2. The internal combustion engine according to claim 1, wherein the control device controls or regulates the at least one injector using an actuator control signal, wherein a sensor is operable to measure a measurement variable of the at least one injector, wherein the sensor has a signal connection to the control device, and an algorithm is stored in the control device, which: receives as input variables at least the control signal for the control element, the actuator control signal, and/or measurement values corresponding to the measurement variable measured by the sensor; and using an injector model, calculates the amount of liquid fuel discharged via the discharge opening of the at least one injector, compares the amount of liquid fuel calculated via the injector model with a desired target value of the amount of liquid fuel, and causes the control device to adjust the back pressure in accordance with the result of the comparison.

3. The internal combustion engine according to claim 2, wherein the algorithm comprises a pilot control, which from the desired target value of the amount of liquid fuel calculates a pilot control signal for the control element to adjust the back pressure and/or the pilot control signal for the actuator control signal for the injection duration.

4. The internal combustion engine according to claim 3, wherein the algorithm comprises a feedback loop with: the pilot control signal calculated by the pilot control for the control element to adjust the back pressure and/or the actuator control signal calculated for an injection duration; and the measurement variable; and wherein the algorithm uses the feedback loop and the injector model to calculate the amount of liquid fuel discharged via the discharge opening of the at least one injector and, if necessary, corrects the pilot control signal calculated by the pilot control for the control element.

5. The internal combustion engine according to claim 2, wherein the algorithm comprises an observer which, via the injector model, uses the control signal for the control element and/or the actuator control signal, and the measurement variable, to estimate the amount of liquid fuel discharged via the discharge opening of the at least one injector.

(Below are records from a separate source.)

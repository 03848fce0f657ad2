// Copyright (c) 2025 Geoffrey Huntley <ghuntley@ghuntley.com>. All rights reserved.
// SPDX-License-Identifier: Proprietary

use lumen_tui_component::Component;
use lumen_tui_testing::{assert_buffer_snapshot, mount, ComponentHarness, TestHarness};
use lumen_tui_widget_message::{render_message, MessageDescriptor, MessageView, TranslatedText};
use proptest::prelude::*;

#[test]
fn test_unknown_key_renders_default_message() {
	let provider = mount(&["en", "es", "fr"]);
	let descriptor = MessageDescriptor::new("x.y.z").default_message("Fallback");
	assert_eq!(render_message(&provider.snapshot(), &descriptor), "Fallback");
}

#[test]
fn test_unknown_key_without_default_renders_key() {
	let provider = mount(&["en", "es"]);
	let descriptor = MessageDescriptor::new("x.y.z");
	assert_eq!(render_message(&provider.snapshot(), &descriptor), "x.y.z");
}

#[test]
fn test_default_message_is_interpolated() {
	let provider = mount(&["en", "es"]);
	provider.set_locale("es").unwrap();
	let descriptor = MessageDescriptor::new("x.y.z")
		.value("count", 1234.5)
		.default_message("{count} points");
	assert_eq!(render_message(&provider.snapshot(), &descriptor), "1.234,5 points");
}

#[test]
fn test_catalog_entry_beats_default_message() {
	let provider = mount(&["en", "es"]);
	let descriptor = MessageDescriptor::new("greeting")
		.value("name", "Ana")
		.default_message("unused");

	assert_eq!(render_message(&provider.snapshot(), &descriptor), "Hello, Ana!");
	provider.set_locale("es").unwrap();
	assert_eq!(render_message(&provider.snapshot(), &descriptor), "Hello, Ana!");
}

#[test]
fn test_translated_text_snapshot() {
	let provider = mount(&["en"]);
	let descriptor = MessageDescriptor::new("greeting").value("name", "Ana");
	let mut harness = TestHarness::new(11, 1);

	harness.render(&provider.snapshot(), |frame, area, ctx| {
		frame.render_widget(TranslatedText::new(ctx.locale, &descriptor), area);
	});
	assert_buffer_snapshot!("translated_text_greeting", harness);
}

#[test]
fn test_rtl_text_is_right_aligned() {
	let provider = mount(&["en", "ar"]);
	provider.set_locale("ar").unwrap();
	let descriptor = MessageDescriptor::new("nav.home");
	let mut harness = TestHarness::new(10, 1);

	harness.render(&provider.snapshot(), |frame, area, ctx| {
		frame.render_widget(TranslatedText::new(ctx.locale, &descriptor), area);
	});
	assert_eq!(harness.buffer_lines(), vec!["      Home".to_string()]);
}

#[test]
fn test_multiline_messages_are_clipped_to_area() {
	let provider = mount(&["en"]);
	let descriptor = MessageDescriptor::new("x").default_message("one\ntwo\nthree");
	let mut harness = TestHarness::new(5, 2);

	harness.render(&provider.snapshot(), |frame, area, ctx| {
		frame.render_widget(TranslatedText::new(ctx.locale, &descriptor), area);
	});
	assert_eq!(harness.buffer_lines(), vec!["one  ".to_string(), "two  ".to_string()]);
}

#[test]
fn test_message_view_rerenders_on_locale_change() {
	let provider = mount(&["en", "es", "fr"]);
	let view = MessageView::new("title", provider.handle(), MessageDescriptor::new("nav.home"));
	let mut harness = ComponentHarness::new(view, provider.handle(), 10, 1);

	harness.render();
	assert!(!harness.component.needs_render());
	assert_eq!(harness.output(), "Home      ");

	provider.set_locale("fr").unwrap();
	assert!(harness.component.needs_render());

	harness.render();
	assert!(!harness.component.needs_render());
	assert_eq!(harness.output(), "Accueil   ");
}

#[test]
fn test_dropping_view_unsubscribes() {
	let provider = mount(&["en", "es"]);
	let handle = provider.handle();
	let harness = ComponentHarness::new(
		MessageView::new("title", handle.clone(), MessageDescriptor::new("nav.home")),
		handle.clone(),
		10,
		1,
	);
	assert_eq!(handle.store().subscriber_count(), 1);
	drop(harness);
	assert_eq!(handle.store().subscriber_count(), 0);
}

proptest! {
	#[test]
	fn missing_keys_render_their_default(suffix in "[a-z]{1,12}", default in "[A-Za-z ]{1,24}") {
		let provider = mount(&["en", "es"]);
		let descriptor = MessageDescriptor::new(format!("missing.{suffix}")).default_message(default.clone());

		prop_assert_eq!(render_message(&provider.snapshot(), &descriptor), default.clone());
		provider.set_locale("es").unwrap();
		prop_assert_eq!(render_message(&provider.snapshot(), &descriptor), default);
	}
}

6. The internal combustion engine according to claim 1, wherein the control element is designed as a control valve.

7. The internal combustion engine according to claim 1, wherein the at least one injector comprises at least: an input storage chamber connected to a common rail of the internal combustion engine; a storage chamber for liquid fuel connected to the input storage chamber; a volume over a needle seat connected to the storage chamber; a connection volume connected on one side to the storage chamber and on the other side with the line for liquid fuel; the discharge opening for liquid fuel, which can be closed by a needle and is connected to the volume over the needle seat; and an actuator for the at least one injector controllable by means of the actuator control signal for opening the needle; and a control chamber connected on one side to the storage chamber and on the other side to the connection volume.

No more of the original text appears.